++++ RECORDS FOR THIS TASK
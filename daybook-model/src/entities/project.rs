//! Projects: named groups of assignments with completion tracking.

use crate::convert::{self, BuiltTarget, Cast};
use crate::dto::ProjectDto;
use crate::entities::{Assignment, NullCollectionPolicy, restored_stamp};
use crate::error::ConvertResult;
use crate::json::{self, CycleGuard, JsonKeys, ToJson};
use chrono::{DateTime, Utc};
use daybook_types::{AuditStamp, ValidationResult, validate};
use serde_json::{Map, Value};
use std::any::TypeId;

#[derive(Debug, Clone, Default, PartialEq)]
pub struct Project {
    id: i64,
    name: String,
    description: Option<String>,
    completed: bool,
    completed_at: Option<DateTime<Utc>>,
    assignments: Option<Vec<Assignment>>,
    stamp: AuditStamp,
}

impl Project {
    /// This entity keeps a null assignment list distinct from an empty one.
    const ASSIGNMENTS_POLICY: NullCollectionPolicy = NullCollectionPolicy::Preserve;

    /// A blank project: all defaults, created now, never modified.
    #[must_use]
    pub fn new() -> Self {
        Self::default()
    }

    /// Reconstructs a project from its transfer object, re-checking the
    /// same bounds the setters enforce.
    pub fn from_dto(dto: &ProjectDto) -> ConvertResult<Self> {
        validate::non_negative("id", dto.id)?;
        validate::max_len("name", &dto.name, validate::NAME_MAX)?;
        validate::max_len_opt(
            "description",
            dto.description.as_deref(),
            validate::DESCRIPTION_MAX,
        )?;
        let assignments = match &dto.assignments {
            None => None,
            Some(dtos) => Some(
                dtos.iter()
                    .map(Assignment::from_dto)
                    .collect::<ConvertResult<Vec<Assignment>>>()?,
            ),
        };
        Ok(Self {
            id: dto.id,
            name: dto.name.clone(),
            description: dto.description.clone(),
            completed: dto.completed,
            completed_at: dto.completed_at,
            assignments,
            stamp: restored_stamp(dto.date_created, dto.date_modified),
        })
    }

    #[must_use]
    pub fn id(&self) -> i64 {
        self.id
    }

    #[must_use]
    pub fn name(&self) -> &str {
        &self.name
    }

    #[must_use]
    pub fn description(&self) -> Option<&str> {
        self.description.as_deref()
    }

    #[must_use]
    pub fn completed(&self) -> bool {
        self.completed
    }

    #[must_use]
    pub fn completed_at(&self) -> Option<DateTime<Utc>> {
        self.completed_at
    }

    #[must_use]
    pub fn assignments(&self) -> Option<&[Assignment]> {
        self.assignments.as_deref()
    }

    #[must_use]
    pub fn created_at(&self) -> DateTime<Utc> {
        self.stamp.created_at()
    }

    #[must_use]
    pub fn modified_at(&self) -> Option<DateTime<Utc>> {
        self.stamp.modified_at()
    }

    pub fn set_id(&mut self, id: i64) -> ValidationResult<()> {
        validate::non_negative("id", id)?;
        self.id = id;
        self.stamp.touch();
        Ok(())
    }

    pub fn set_name(&mut self, name: impl Into<String>) -> ValidationResult<()> {
        let name = name.into();
        validate::required("name", &name)?;
        validate::max_len("name", &name, validate::NAME_MAX)?;
        self.name = name;
        self.stamp.touch();
        Ok(())
    }

    pub fn set_description(&mut self, description: Option<String>) -> ValidationResult<()> {
        validate::max_len_opt(
            "description",
            description.as_deref(),
            validate::DESCRIPTION_MAX,
        )?;
        self.description = description;
        self.stamp.touch();
        Ok(())
    }

    /// Sets the completion flag. Transitioning from completed back to
    /// incomplete clears the completion date inside this same call — the
    /// two fields never disagree between setter invocations.
    pub fn set_completed(&mut self, completed: bool) {
        if self.completed && !completed {
            self.completed_at = None;
        }
        self.completed = completed;
        self.stamp.touch();
    }

    pub fn set_completed_at(&mut self, completed_at: Option<DateTime<Utc>>) {
        self.completed_at = completed_at;
        self.stamp.touch();
    }

    pub fn set_assignments(&mut self, assignments: Option<Vec<Assignment>>) {
        self.assignments = Self::ASSIGNMENTS_POLICY.apply(assignments);
        self.stamp.touch();
    }

    fn to_dto(&self) -> ConvertResult<ProjectDto> {
        Ok(ProjectDto {
            id: self.id,
            name: self.name.clone(),
            description: self.description.clone(),
            completed: self.completed,
            completed_at: self.completed_at,
            assignments: convert::cast_collection(&self.assignments)?,
            date_created: Some(self.stamp.created_at()),
            date_modified: self.stamp.modified_at(),
        })
    }
}

impl Cast for Project {
    fn build(&self, target: TypeId) -> Option<BuiltTarget> {
        if target == TypeId::of::<ProjectDto>() {
            convert::entry(self.to_dto())
        } else {
            None
        }
    }
}

impl ToJson for Project {
    fn json_key(&self) -> (&'static str, i64) {
        ("Project", self.id)
    }

    fn project(&self, keys: &JsonKeys, guard: &mut CycleGuard) -> Map<String, Value> {
        let mut map = Map::new();
        json::push_audit(&mut map, keys, self.id, &self.stamp);
        map.insert("name".to_owned(), Value::String(self.name.clone()));
        json::push_str(&mut map, "description", self.description.as_deref());
        map.insert("completed".to_owned(), Value::Bool(self.completed));
        json::push_time(&mut map, "completedAt", self.completed_at);
        map.insert(
            "assignments".to_owned(),
            json::collection(&self.assignments, keys, guard),
        );
        map
    }
}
++++++++
## EXERCISE PROMPT:
Give the records again, complete and exact.

## WRITTEN REPLY:
filename daybook-model/src/entities/project.rs
//! Projects: named groups of assignments with completion tracking.

use crate::convert::{self, BuiltTarget, Cast};
use crate::dto::ProjectDto;
use crate::entities::{Assignment, NullCollectionPolicy, restored_stamp};
use crate::error::ConvertResult;
use crate::json::{self, CycleGuard, JsonKeys, ToJson};
use chrono::{DateTime, Utc};
use daybook_types::{AuditStamp, ValidationResult, validate};
use serde_json::{Map, Value};
use std::any::TypeId;

#[derive(Debug, Clone, Default, PartialEq)]
pub struct Project {
    id: i64,
    name: String,
    description: Option<String>,
    completed: bool,
    completed_at: Option<DateTime<Utc>>,
    assignments: Option<Vec<Assignment>>,
    stamp: AuditStamp,
}

impl Project {
    /// This entity keeps a null assignment list distinct from an empty one.
    const ASSIGNMENTS_POLICY: NullCollectionPolicy = NullCollectionPolicy::Preserve;

    /// A blank project: all defaults, created now, never modified.
    #[must_use]
    pub fn new() -> Self {
        Self::default()
    }

    /// Reconstructs a project from its transfer object, re-checking the
    /// same bounds the setters enforce.
    pub fn from_dto(dto: &ProjectDto) -> ConvertResult<Self> {
        validate::non_negative("id", dto.id)?;
        validate::max_len("name", &dto.name, validate::NAME_MAX)?;
        validate::max_len_opt(
            "description",
            dto.description.as_deref(),
            validate::DESCRIPTION_MAX,
        )?;
        let assignments = match &dto.assignments {
            None => None,
            Some(dtos) => Some(
                dtos.iter()
                    .map(Assignment::from_dto)
                    .collect::<ConvertResult<Vec<Assignment>>>()?,
            ),
        };
        Ok(Self {
            id: dto.id,
            name: dto.name.clone(),
            description: dto.description.clone(),
            completed: dto.completed,
            completed_at: dto.completed_at,
            assignments,
            stamp: restored_stamp(dto.date_created, dto.date_modified),
        })
    }

    #[must_use]
    pub fn id(&self) -> i64 {
        self.id
    }

    #[must_use]
    pub fn name(&self) -> &str {
        &self.name
    }

    #[must_use]
    pub fn description(&self) -> Option<&str> {
        self.description.as_deref()
    }

    #[must_use]
    pub fn completed(&self) -> bool {
        self.completed
    }

    #[must_use]
    pub fn completed_at(&self) -> Option<DateTime<Utc>> {
        self.completed_at
    }

    #[must_use]
    pub fn assignments(&self) -> Option<&[Assignment]> {
        self.assignments.as_deref()
    }

    #[must_use]
    pub fn created_at(&self) -> DateTime<Utc> {
        self.stamp.created_at()
    }

    #[must_use]
    pub fn modified_at(&self) -> Option<DateTime<Utc>> {
        self.stamp.modified_at()
    }

    pub fn set_id(&mut self, id: i64) -> ValidationResult<()> {
        validate::non_negative("id", id)?;
        self.id = id;
        self.stamp.touch();
        Ok(())
    }

    pub fn set_name(&mut self, name: impl Into<String>) -> ValidationResult<()> {
        let name = name.into();
        validate::required("name", &name)?;
        validate::max_len("name", &name, validate::NAME_MAX)?;
        self.name = name;
        self.stamp.touch();
        Ok(())
    }

    pub fn set_description(&mut self, description: Option<String>) -> ValidationResult<()> {
        validate::max_len_opt(
            "description",
            description.as_deref(),
            validate::DESCRIPTION_MAX,
        )?;
        self.description = description;
        self.stamp.touch();
        Ok(())
    }

    /// Sets the completion flag. Transitioning from completed back to
    /// incomplete clears the completion date inside this same call — the
    /// two fields never disagree between setter invocations.
    pub fn set_completed(&mut self, completed: bool) {
        if self.completed && !completed {
            self.completed_at = None;
        }
        self.completed = completed;
        self.stamp.touch();
    }

    pub fn set_completed_at(&mut self, completed_at: Option<DateTime<Utc>>) {
        self.completed_at = completed_at;
        self.stamp.touch();
    }

    pub fn set_assignments(&mut self, assignments: Option<Vec<Assignment>>) {
        self.assignments = Self::ASSIGNMENTS_POLICY.apply(assignments);
        self.stamp.touch();
    }

    fn to_dto(&self) -> ConvertResult<ProjectDto> {
        Ok(ProjectDto {
            id: self.id,
            name: self.name.clone(),
            description: self.description.clone(),
            completed: self.completed,
            completed_at: self.completed_at,
            assignments: convert::cast_collection(&self.assignments)?,
            date_created: Some(self.stamp.created_at()),
            date_modified: self.stamp.modified_at(),
        })
    }
}

impl Cast for Project {
    fn build(&self, target: TypeId) -> Option<BuiltTarget> {
        if target == TypeId::of::<ProjectDto>() {
            convert::entry(self.to_dto())
        } else {
            None
        }
    }
}

impl ToJson for Project {
    fn json_key(&self) -> (&'static str, i64) {
        ("Project", self.id)
    }

    fn project(&self, keys: &JsonKeys, guard: &mut CycleGuard) -> Map<String, Value> {
        let mut map = Map::new();
        json::push_audit(&mut map, keys, self.id, &self.stamp);
        map.insert("name".to_owned(), Value::String(self.name.clone()));
        json::push_str(&mut map, "description", self.description.as_deref());
        map.insert("completed".to_owned(), Value::Bool(self.completed));
        json::push_time(&mut map, "completedAt", self.completed_at);
        map.insert(
            "assignments".to_owned(),
            json::collection(&self.assignments, keys, guard),
        );
        map
    }
}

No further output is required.